Inhaled medications have a special inhaler that meters the dose. The inhaler may have a spacer that holds the burst of medication until it is inhaled. A home nebulizer, also known as a breathing machine, may be used to deliver asthma medications at home. The nebulizer changes medication from liquid form to a mist.

Quick relief medications include short-acting, inhaled beta2 agonists and anticholinergics. Long-acting medications include leukotriene modifiers, mast cell stabilizers, inhaled and oral corticosteroids, long-acting beta2 agonists, and methylxanthines.

SHORT-ACTING BETA-2 AGONISTS These drugs, which are bronchodilators, open the airways by relaxing the muscles around the airways that have tightened (bronchospasm).

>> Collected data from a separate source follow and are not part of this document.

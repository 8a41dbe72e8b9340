use bytes::Bytes;
use serde::Serialize;
use sqlx::FromRow;

/// Blob model - a stored conversion output
#[derive(Debug, Clone, FromRow, Serialize)]
pub struct Blob {
    pub id: String,
    pub filename: String,
    pub content_type: String,
    pub storage_path: String,
    pub size: i64,
    pub created_at: String,
}

/// Blob contents together with the name it should be served under
#[derive(Debug, Clone)]
pub struct BlobData {
    pub filename: String,
    pub content_type: String,
    pub data: Bytes,
}
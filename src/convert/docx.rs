//! Minimal WordprocessingML package reading and writing.
//!
//! Only paragraph text is modelled. Writing produces the three parts Word
//! needs to open a document; reading walks `word/document.xml` and collects
//! the text of body-level paragraphs, skipping tables.

use std::io::{Read, Seek, Write};

use quick_xml::escape::escape;
use quick_xml::events::Event;
use quick_xml::Reader;
use zip::write::SimpleFileOptions;
use zip::{CompressionMethod, ZipArchive, ZipWriter};

use crate::error::{AppError, Result};

const CONTENT_TYPES_XML: &str = r#"<?xml version="1.0" encoding="UTF-8" standalone="yes"?>
<Types xmlns="http://schemas.openxmlformats.org/package/2006/content-types"><Default Extension="rels" ContentType="application/vnd.openxmlformats-package.relationships+xml"/><Default Extension="xml" ContentType="application/xml"/><Override PartName="/word/document.xml" ContentType="application/vnd.openxmlformats-officedocument.wordprocessingml.document.main+xml"/></Types>"#;

const RELS_XML: &str = r#"<?xml version="1.0" encoding="UTF-8" standalone="yes"?>
<Relationships xmlns="http://schemas.openxmlformats.org/package/2006/relationships"><Relationship Id="rId1" Type="http://schemas.openxmlformats.org/officeDocument/2006/relationships/officeDocument" Target="word/document.xml"/></Relationships>"#;

const DOCUMENT_XML_PART: &str = "word/document.xml";

fn zip_err(e: zip::result::ZipError) -> AppError {
    AppError::Conversion(format!("Invalid DOCX package: {}", e))
}

fn xml_err(e: quick_xml::Error) -> AppError {
    AppError::Conversion(format!("Invalid DOCX XML: {}", e))
}

/// Drop characters XML 1.0 cannot carry
fn xml_safe(text: &str) -> String {
    text.chars()
        .filter(|&c| c == '\t' || (c >= ' ' && c != '\u{FFFE}' && c != '\u{FFFF}'))
        .collect()
}

fn document_xml(pages: &[Vec<String>]) -> String {
    let mut body = String::new();
    for (index, page) in pages.iter().enumerate() {
        if index > 0 {
            body.push_str(r#"<w:p><w:r><w:br w:type="page"/></w:r></w:p>"#);
        }
        for paragraph in page {
            let text = xml_safe(paragraph);
            if text.is_empty() {
                body.push_str("<w:p/>");
            } else {
                body.push_str(r#"<w:p><w:r><w:t xml:space="preserve">"#);
                body.push_str(&escape(text.as_str()));
                body.push_str("</w:t></w:r></w:p>");
            }
        }
    }

    format!(
        r#"<?xml version="1.0" encoding="UTF-8" standalone="yes"?>
<w:document xmlns:w="http://schemas.openxmlformats.org/wordprocessingml/2006/main"><w:body>{}<w:sectPr/></w:body></w:document>"#,
        body
    )
}

/// Write a DOCX package. Each inner vector is one source page of paragraphs;
/// pages are separated by hard page breaks.
pub fn write_docx<W: Write + Seek>(writer: W, pages: &[Vec<String>]) -> Result<()> {
    let mut zip = ZipWriter::new(writer);
    let options = SimpleFileOptions::default().compression_method(CompressionMethod::Deflated);

    let parts = [
        ("[Content_Types].xml", CONTENT_TYPES_XML.to_string()),
        ("_rels/.rels", RELS_XML.to_string()),
        (DOCUMENT_XML_PART, document_xml(pages)),
    ];
    for (name, content) in parts {
        zip.start_file(name, options).map_err(zip_err)?;
        zip.write_all(content.as_bytes())?;
    }

    zip.finish().map_err(zip_err)?;
    Ok(())
}

/// Read the text of every body-level paragraph.
///
/// Runs are concatenated, `w:tab` becomes a tab and `w:br`/`w:cr` a newline.
/// Paragraphs inside tables and fallback copies of alternate content are skipped.
/// The document part may inflate to at most `max_xml_bytes`.
pub fn read_paragraphs<R: Read + Seek>(reader: R, max_xml_bytes: u64) -> Result<Vec<String>> {
    let mut archive = ZipArchive::new(reader).map_err(zip_err)?;
    let part = archive.by_name(DOCUMENT_XML_PART).map_err(zip_err)?;
    if part.size() > max_xml_bytes {
        return Err(too_large(max_xml_bytes));
    }

    // The declared size is not trusted; stop one byte past the limit
    let mut raw = Vec::new();
    part.take(max_xml_bytes + 1).read_to_end(&mut raw)?;
    if raw.len() as u64 > max_xml_bytes {
        return Err(too_large(max_xml_bytes));
    }

    let xml = String::from_utf8(raw)
        .map_err(|e| AppError::Conversion(format!("Invalid DOCX XML: {}", e)))?;
    parse_document_xml(&xml)
}

fn too_large(limit: u64) -> AppError {
    AppError::Conversion(format!(
        "{} exceeds {} bytes uncompressed",
        DOCUMENT_XML_PART, limit
    ))
}

fn parse_document_xml(xml: &str) -> Result<Vec<String>> {
    let mut reader = Reader::from_str(xml);
    let mut paragraphs = Vec::new();
    let mut current: Option<String> = None;
    let mut paragraph_depth = 0usize;
    let mut table_depth = 0usize;
    let mut fallback_depth = 0usize;
    let mut in_text = false;

    loop {
        let skipping = table_depth > 0 || fallback_depth > 0;
        match reader.read_event().map_err(xml_err)? {
            Event::Start(e) => match e.name().as_ref() {
                b"w:tbl" => table_depth += 1,
                b"mc:Fallback" => fallback_depth += 1,
                b"w:p" if !skipping => {
                    if current.is_none() {
                        current = Some(String::new());
                    }
                    paragraph_depth += 1;
                }
                b"w:t" => in_text = true,
                _ => {}
            },
            Event::Empty(e) => match e.name().as_ref() {
                b"w:p" if !skipping && current.is_none() => paragraphs.push(String::new()),
                b"w:tab" if !skipping => {
                    if let Some(p) = current.as_mut() {
                        p.push('\t');
                    }
                }
                b"w:br" | b"w:cr" if !skipping => {
                    if let Some(p) = current.as_mut() {
                        p.push('\n');
                    }
                }
                _ => {}
            },
            Event::Text(t) if in_text && !skipping => {
                if let Some(p) = current.as_mut() {
                    p.push_str(&t.unescape().map_err(xml_err)?);
                }
            }
            Event::End(e) => match e.name().as_ref() {
                b"w:tbl" => table_depth = table_depth.saturating_sub(1),
                b"mc:Fallback" => fallback_depth = fallback_depth.saturating_sub(1),
                b"w:p" if !skipping && paragraph_depth > 0 => {
                    paragraph_depth -= 1;
                    if paragraph_depth == 0 {
                        if let Some(p) = current.take() {
                            paragraphs.push(p);
                        }
                    }
                }
                b"w:t" => in_text = false,
                _ => {}
            },
            Event::Eof => break,
            _ => {}
        }
    }

    Ok(paragraphs)
}
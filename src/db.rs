use sqlx::{sqlite::SqlitePoolOptions, SqlitePool};

use crate::error::Result;

/// Database connection pool wrapper
#[derive(Clone)]
pub struct Database {
    pool: SqlitePool,
}

impl Database {
    /// Create a new database connection
    pub async fn new(path: &str) -> Result<Self> {
        // Create database URL
        let url = format!("sqlite:{}?mode=rwc", path);

        // Create connection pool
        let pool = SqlitePoolOptions::new()
            .max_connections(5)
            .connect(&url)
            .await?;

        Ok(Self { pool })
    }

    /// Get the connection pool
    pub fn pool(&self) -> &SqlitePool {
        &self.pool
    }

    /// Run database migrations
    pub async fn run_migrations(&self) -> Result<()> {
        sqlx::query(
            r#"
            CREATE TABLE IF NOT EXISTS blobs (
                id TEXT PRIMARY KEY,
                filename TEXT NOT NULL,
                content_type TEXT NOT NULL,
                storage_path TEXT NOT NULL,
                size INTEGER NOT NULL,
                created_at TEXT NOT NULL
            )
            "#,
        )
        .execute(&self.pool)
        .await?;

        sqlx::query(
            r#"
            CREATE TABLE IF NOT EXISTS conversions (
                id TEXT PRIMARY KEY,
                filename TEXT NOT NULL,
                original_format TEXT NOT NULL,
                converted_format TEXT NOT NULL,
                status TEXT NOT NULL DEFAULT 'converted',
                blob_id TEXT NOT NULL,
                uploaded_at TEXT NOT NULL
            )
            "#,
        )
        .execute(&self.pool)
        .await?;

        // Intent log for sweep deletes spanning a record and its blob
        sqlx::query(
            r#"
            CREATE TABLE IF NOT EXISTS pending_deletions (
                record_id TEXT PRIMARY KEY,
                blob_id TEXT NOT NULL,
                requested_at TEXT NOT NULL
            )
            "#,
        )
        .execute(&self.pool)
        .await?;

        // Create indexes
        sqlx::query("CREATE INDEX IF NOT EXISTS idx_conversions_uploaded_at ON conversions(uploaded_at)")
            .execute(&self.pool)
            .await?;
        sqlx::query("CREATE INDEX IF NOT EXISTS idx_conversions_blob_id ON conversions(blob_id)")
            .execute(&self.pool)
            .await?;
        sqlx::query("CREATE INDEX IF NOT EXISTS idx_blobs_created_at ON blobs(created_at)")
            .execute(&self.pool)
            .await?;

        tracing::info!("Database migrations completed");
        Ok(())
    }
}

#[cfg(test)]
pub(crate) async fn test_database(dir: &std::path::Path) -> Database {
    let path = dir.join("test.db");
    let db = Database::new(path.to_str().unwrap()).await.unwrap();
    db.run_migrations().await.unwrap();
    db
}

#[cfg(test)]
mod tests {
    use super::*;

    #[tokio::test]
    async fn test_migrations_are_idempotent() {
        let dir = tempfile::tempdir().unwrap();
        let db = test_database(dir.path()).await;
        db.run_migrations().await.unwrap();

        let tables: Vec<(String,)> = sqlx::query_as(
            "SELECT name FROM sqlite_master WHERE type = 'table' ORDER BY name",
        )
        .fetch_all(db.pool())
        .await
        .unwrap();
        let names: Vec<&str> = tables.iter().map(|t| t.0.as_str()).collect();
        assert!(names.contains(&"blobs"));
        assert!(names.contains(&"conversions"));
        assert!(names.contains(&"pending_deletions"));
    }
}
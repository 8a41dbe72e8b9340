use axum::{extract::State, response::Html, Json};
use quick_xml::escape::escape;

use crate::error::{ApiResponse, Result};
use crate::models::ConversionRecord;
use crate::services::ConversionService;
use crate::AppState;

/// List converted files
/// GET /converted-files
pub async fn converted_files(State(state): State<AppState>) -> Result<Html<String>> {
    let items = ConversionService::list_items(&state.db).await?;

    let mut html = String::from("<!DOCTYPE html>\n<html><head><meta charset=\"utf-8\"><title>Converted files</title></head><body>\n<h1>Converted files</h1>\n");
    if items.is_empty() {
        html.push_str("<p>No converted files yet.</p>\n");
    } else {
        html.push_str("<ul>\n");
        for item in &items {
            html.push_str(&format!(
                "<li><a href=\"/download/{}\">{}</a></li>\n",
                escape(item.blob_id.as_str()),
                escape(item.filename.as_str())
            ));
        }
        html.push_str("</ul>\n");
    }
    html.push_str("<p><a href=\"/\">Convert another file</a></p>\n</body></html>\n");

    Ok(Html(html))
}

/// List conversion records
/// GET /api/v1/conversions
pub async fn list_conversions(
    State(state): State<AppState>,
) -> Result<Json<ApiResponse<Vec<ConversionRecord>>>> {
    let records = ConversionService::list(&state.db).await?;
    Ok(Json(ApiResponse::success(records)))
}

/// GET /health
pub async fn health() -> Json<ApiResponse<()>> {
    Json(ApiResponse::<()>::success_message("ok"))
}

Anticholinergics: Anticholinergics are medications that open the airways by relaxing the muscle bands that tighten around the airways. They also suppress mucus production.

Mast Cell Stabilizers: They are available only in inhaled form. Mast cell stabilizers, such as cromolyn and nedocromil, prevent asthma symptoms. These anti-inflammatory drugs are often given to children as the initial treatment to prevent asthmatic attacks over the long term.

Methylxanthines: Theophylline is the chief methylxanthine drug. It may exert some anti-inflammatory effect, and is especially helpful in controlling nighttime symptoms of asthma.

Other Drugs: Some inhalers contain a combination of two different medications that can be delivered together to shorten treatment times and decrease the number of inhalers that need to be purchased.